As a proxy for overall body size we measured wing length as this trait has been shown to correlate with other measures of body size and is easily standardized between individuals [27,44]. We restricted our analysis to female flies as female body size is most closely associated with fecundity and population fitness, and previous work has established that there is no sexual differentiation in phenotypic plasticity in wing sizes in this species [27,28]. To measure wing sizes, we froze all of the virgin females that eclosed from each vial at four days of age and then selected 5 females at random to represent each isoline/temperature treatment. We then cut off the wings at the humero-costal break (shoulder) and mounted them on a slide with 1 drop of Hoyer’s solution and secured them with a cover slip. We photographed all wings at ×32 magnification using a Leica dissecting microscope attached to a Leica DFC295 digital camera. We then measured wing lengths on the digital image using ImageJ software and applying a calibration of 600 pixels: 1000um [45]. Wing length was measured as the straight line distance from the junction of the 3rd longitudinal vein and the anterior cross vein to the distal wing margin of the 3rd longitudinal vein. For each female we measured both left and right wings and then calculated mean wing length in millimetres. Further information on our study species can be found at the ‘Wedell Polyandry Website’ [46].

Data analysis

Wing length data for each isoline conformed well to a normal distribution. We used linear mixed effect models fitted by restricted maximum likelihood (REML) using the program ASREML to test the effects of genotype, environment (temperature), GxE on wing size [47]. Note that genetic variance (and GxE) can be present both among- and within-populations in our study.
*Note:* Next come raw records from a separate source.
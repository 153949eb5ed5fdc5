use std::collections::HashMap;
use std::sync::Arc;
use std::sync::RwLock;

use tracing::info;

use tally_journal::BlobStore;
use tally_journal::Clock;
use tally_journal::ConcurrencyError;
use tally_journal::RuleDefinition;
use tally_journal::RuleVersion;
use tally_journal::RuleVersionId;
use tally_journal::Store;
use tally_journal::TenantId;

use crate::RulesError;
use crate::RulesResult;

/// Store pointer under which the active rule version id is published.
pub const RULES_POINTER: &str = "rules.current";

/// Versioned rule storage. Versions are write-once and content-addressed;
/// the active version is a pointer readers resolve through a snapshot
/// cache, so a publish is observed as a whole or not at all.
pub struct RuleVersionStore {
    store: Arc<dyn Store>,
    blobs: Arc<dyn BlobStore>,
    clock: Arc<dyn Clock>,
    cache: RwLock<HashMap<TenantId, Arc<RuleVersion>>>,
}

impl RuleVersionStore {
    pub fn new(store: Arc<dyn Store>, blobs: Arc<dyn BlobStore>, clock: Arc<dyn Clock>) -> Self {
        Self {
            store,
            blobs,
            clock,
            cache: RwLock::new(HashMap::new()),
        }
    }

    /// Active rule version for a tenant, or `None` before the first
    /// publish.
    pub async fn current(&self, tenant: &TenantId) -> RulesResult<Option<Arc<RuleVersion>>> {
        let Some(version_id) = self.store.current_pointer(tenant, RULES_POINTER).await? else {
            return Ok(None);
        };
        if let Ok(cache) = self.cache.read()
            && let Some(cached) = cache.get(tenant)
            && cached.version_id == version_id
        {
            return Ok(Some(cached.clone()));
        }
        let version = self
            .store
            .rule_version(tenant, &version_id)
            .await?
            .ok_or_else(|| RulesError::NotFound(format!("rule version {version_id}")))?;
        let shared = Arc::new(version);
        if let Ok(mut cache) = self.cache.write() {
            cache.insert(tenant.clone(), shared.clone());
        }
        Ok(Some(shared))
    }

    /// Monotone lexical version id; strictly greater than `current`.
    fn next_version_id(&self, current: Option<&RuleVersionId>) -> RuleVersionId {
        let stamp = format!("v-{:014}", self.clock.now().timestamp_millis());
        match current {
            Some(current_id) if stamp.as_str() <= current_id.as_str() => {
                // Same-millisecond publish; extend the lexical tail.
                format!("{current_id}-1")
            }
            _ => stamp,
        }
    }

    /// Builds and publishes a new immutable version holding `rules`. The
    /// current pointer is swapped atomically; a lost race is retried once
    /// against the fresh pointer before surfacing.
    pub async fn publish(
        &self,
        tenant: &TenantId,
        rules: Vec<RuleDefinition>,
        author: &str,
        notes: &str,
    ) -> RulesResult<Arc<RuleVersion>> {
        let mut expected = self.store.current_pointer(tenant, RULES_POINTER).await?;
        let mut last_issued: Option<RuleVersionId> = None;
        for attempt in 0..2 {
            // The id must lexically exceed both the pointer we expect to
            // replace and anything this call already wrote.
            let floor = match (&expected, &last_issued) {
                (Some(a), Some(b)) => Some(a.max(b).clone()),
                (Some(a), None) => Some(a.clone()),
                (None, b) => b.clone(),
            };
            let version = RuleVersion {
                version_id: self.next_version_id(floor.as_ref()),
                tenant_id: tenant.clone(),
                rules: rules.clone(),
                created_at: self.clock.now(),
                author: author.to_owned(),
                notes: notes.to_owned(),
                parent_version_id: expected.clone(),
            };
            let serialized = serde_json::to_vec(&version)
                .map_err(|err| RulesError::Validation(format!("unserializable version: {err}")))?;
            let content_hash = self.blobs.put(serialized).await?;
            self.store.put_rule_version(version.clone()).await?;

            let swapped = self
                .store
                .compare_and_swap_pointer(
                    tenant,
                    RULES_POINTER,
                    expected.as_deref(),
                    &version.version_id,
                )
                .await?;
            if swapped {
                info!(
                    tenant = tenant.as_str(),
                    version = version.version_id.as_str(),
                    content_hash = content_hash.as_str(),
                    rules = version.rules.len(),
                    "published rule version"
                );
                let shared = Arc::new(version);
                if let Ok(mut cache) = self.cache.write() {
                    cache.insert(tenant.clone(), shared.clone());
                }
                return Ok(shared);
            }
            if attempt == 0 {
                last_issued = Some(version.version_id);
                expected = self.store.current_pointer(tenant, RULES_POINTER).await?;
            }
        }
        Err(ConcurrencyError {
            pointer: format!("{tenant}/{RULES_POINTER}"),
            expected,
        }
        .into())
    }

    /// Rolls the tenant back to `target_version_id` by publishing a new
    /// version whose rules equal the target's. Lineage stays intact: the
    /// new version's parent is the version being abandoned.
    pub async fn rollback(
        &self,
        tenant: &TenantId,
        target_version_id: &RuleVersionId,
        author: &str,
    ) -> RulesResult<Arc<RuleVersion>> {
        let target = self
            .store
            .rule_version(tenant, target_version_id)
            .await?
            .ok_or_else(|| RulesError::NotFound(format!("rule version {target_version_id}")))?;
        self.publish(
            tenant,
            target.rules,
            author,
            &format!("rollback to {target_version_id}"),
        )
        .await
    }

    pub async fn version(
        &self,
        tenant: &TenantId,
        version_id: &RuleVersionId,
    ) -> RulesResult<RuleVersion> {
        self.store
            .rule_version(tenant, version_id)
            .await?
            .ok_or_else(|| RulesError::NotFound(format!("rule version {version_id}")))
    }
}

#[cfg(test)]
mod tests {
    use super::*;
    use pretty_assertions::assert_eq;
    use tally_journal::InMemoryBlobStore;
    use tally_journal::InMemoryStore;
    use tally_journal::ManualClock;
    use tally_journal::RuleMatchType;
    use tally_journal::RuleSource;

    fn clock() -> Arc<ManualClock> {
        let start = chrono::DateTime::parse_from_rfc3339("2025-10-20T00:00:00Z")
            .expect("valid timestamp")
            .with_timezone(&chrono::Utc);
        Arc::new(ManualClock::at(start))
    }

    fn rule(pattern: &str, account: &str) -> RuleDefinition {
        RuleDefinition {
            id: format!("rule-{pattern}"),
            match_type: RuleMatchType::Exact,
            pattern: pattern.into(),
            account_code: account.into(),
            priority: 10,
            author: "ops".into(),
            source: RuleSource::Human,
        }
    }

    fn store() -> (RuleVersionStore, Arc<ManualClock>) {
        let clock = clock();
        (
            RuleVersionStore::new(
                Arc::new(InMemoryStore::new()),
                Arc::new(InMemoryBlobStore::new()),
                clock.clone(),
            ),
            clock,
        )
    }

    #[tokio::test]
    async fn publish_sets_current_and_links_parent() {
        let (versions, clock) = store();
        let tenant: TenantId = "tenant-1".into();

        assert!(versions.current(&tenant).await.expect("current").is_none());

        let v1 = versions
            .publish(&tenant, vec![rule("amazon", "6100")], "ops", "initial")
            .await
            .expect("publish");
        assert!(v1.parent_version_id.is_none());

        clock.advance(std::time::Duration::from_secs(1));
        let v2 = versions
            .publish(
                &tenant,
                vec![rule("amazon", "6100"), rule("uber", "6300")],
                "ops",
                "add uber",
            )
            .await
            .expect("publish");
        assert_eq!(v2.parent_version_id.as_ref(), Some(&v1.version_id));
        assert!(v2.version_id > v1.version_id);

        let current = versions
            .current(&tenant)
            .await
            .expect("current")
            .expect("version exists");
        assert_eq!(current.version_id, v2.version_id);
        assert_eq!(current.rules.len(), 2);
    }

    #[tokio::test]
    async fn version_ids_stay_monotone_within_one_millisecond() {
        let (versions, _clock) = store();
        let tenant: TenantId = "tenant-1".into();
        let v1 = versions
            .publish(&tenant, vec![], "ops", "a")
            .await
            .expect("publish");
        let v2 = versions
            .publish(&tenant, vec![], "ops", "b")
            .await
            .expect("publish");
        let v3 = versions
            .publish(&tenant, vec![], "ops", "c")
            .await
            .expect("publish");
        assert!(v1.version_id < v2.version_id);
        assert!(v2.version_id < v3.version_id);
    }

    #[tokio::test]
    async fn rollback_restores_target_rules_under_new_id() {
        let (versions, clock) = store();
        let tenant: TenantId = "tenant-1".into();

        let v1 = versions
            .publish(&tenant, vec![rule("amazon", "6100")], "ops", "initial")
            .await
            .expect("publish");
        clock.advance(std::time::Duration::from_secs(1));
        let v2 = versions
            .publish(&tenant, vec![rule("amazon", "6900")], "ops", "misguided")
            .await
            .expect("publish");
        clock.advance(std::time::Duration::from_secs(1));

        let restored = versions
            .rollback(&tenant, &v1.version_id, "ops")
            .await
            .expect("rollback");
        assert_eq!(restored.rules, v1.rules);
        assert_eq!(restored.parent_version_id.as_ref(), Some(&v2.version_id));
        assert!(restored.notes.contains(&v1.version_id));

        let current = versions
            .current(&tenant)
            .await
            .expect("current")
            .expect("version exists");
        assert_eq!(current.version_id, restored.version_id);
    }

    #[tokio::test]
    async fn stale_cache_is_refreshed_after_external_swap() {
        let inner = Arc::new(InMemoryStore::new());
        let clock = clock();
        let versions = RuleVersionStore::new(
            inner.clone(),
            Arc::new(InMemoryBlobStore::new()),
            clock.clone(),
        );
        let tenant: TenantId = "tenant-1".into();
        let v1 = versions
            .publish(&tenant, vec![rule("amazon", "6100")], "ops", "initial")
            .await
            .expect("publish");

        // Another process publishes through the same backing store.
        clock.advance(std::time::Duration::from_secs(2));
        let other = RuleVersionStore::new(
            inner.clone(),
            Arc::new(InMemoryBlobStore::new()),
            clock.clone(),
        );
        let v2 = other
            .publish(&tenant, vec![rule("uber", "6300")], "ops", "external")
            .await
            .expect("publish");
        assert!(v2.version_id > v1.version_id);

        let seen = versions
            .current(&tenant)
            .await
            .expect("current")
            .expect("version exists");
        assert_eq!(seen.version_id, v2.version_id);
    }
}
Under our common garden design the former would be evidenced by significant variation in wing length among-populations, the latter by variation among-isolines (within populations). Wing length (WL) was scaled to standard deviation units prior to analysis and then modelled as:

$$ WL = \mu + Year + T + Pop + T. Pop + T. Year + ISO + T.ISO + \varepsilon $$

Where, μ is the mean, Year is a 2-level fixed factor (2008, 2012), T is a linear effect of temperature in °C (mean centred across all observations), and Pop is a 3-level fixed factor (Lewistown, Show Low, Chiricahua). Interaction terms of Year.Pop and T.Year.Pop were initially tested but being non-significant and not directly relevant to hypotheses being tested were not included in models shown here. We then included random intercept (ISO) and slope (T.ISO) terms to model within-population (among-isoline) genetic variance and GxE. Random slope and intercept terms were assumed to be normally distributed with mean of zero and a covariance structure to be estimated. This covariance structure contains the estimates of variance among isoline intercepts (VISO_int) and slopes (VISO_slp), and the among-isoline intercept-slope covariance (COVISO_int.slp). Residual errors (ε) are assumed to be normally distributed (with mean zero and variance VR) and uncorrelated across observations. We assessed the significance of fixed effects using conditional F-tests implemented in ASREML, and employed likelihood ratio tests for statistical inference on random effects. Specifically, to determine the significance of within-population GxE we compared the full model to one in which no T.ISO term was fitted. We then dropped the ISO term as well to test the significance of within-population genetic variance. We generated norms of reaction for all isolines using expected values from this model (Figure 3).

Availability of supporting data

The data sets supporting the results of this article are included within the article (and its additional files).